Click Chat in the sidebar to open the chat home page. From there, you can start a new conversation or browse your conversation history.

Starting a Conversation

The chat home page has everything you need to begin. To get a conversation going:

  1. Select a language. Choose which language you want to practice from the dropdown. The selector is organized into three groups: your languages (ones you've studied or chatted in before), featured languages (40 languages with full teaching configurations that give the AI grammar rules, teaching strategies, writing system notes, formality conventions, and regional variations), and other languages (everything else, expandable on demand). The AI can still converse in "other" languages, but it does so without the extra teaching data, so quality depends on the model's own proficiency.
  2. Choose a model. Pick which AI model to use. Your subscription includes GPT-4o Mini (OpenAI) and Gemini 2.0 Flash (Google).
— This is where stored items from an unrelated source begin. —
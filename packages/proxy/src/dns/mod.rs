//! DNS resolution into ordered connect candidates
//!
//! A [`Resolve`] implementation turns `host:port` into the ordered list of
//! socket addresses a connection walks through before giving up.

pub mod gai;
pub mod hickory;
pub mod overrides;
pub mod resolve;

pub use gai::GaiResolver;
pub use hickory::HickoryResolver;
pub use overrides::StaticResolver;
pub use resolve::{Name, Resolve, Resolving, ip_literal};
Additional models from OpenAI, Anthropic, and Google unlock when you add your own API key (see BYOK).
  3. Attach deck context (optional). Attach a whole deck, specific sections, or hand-picked cards to give the AI access to your vocabulary and study progress. See Deck Context for details on what information the AI receives.
  4. Type your message or pick a suggestion. Type your own prompt, or click one of the suggestion chips for a quick start.

Once you send your first message, the conversation is created and you're taken to the conversation view.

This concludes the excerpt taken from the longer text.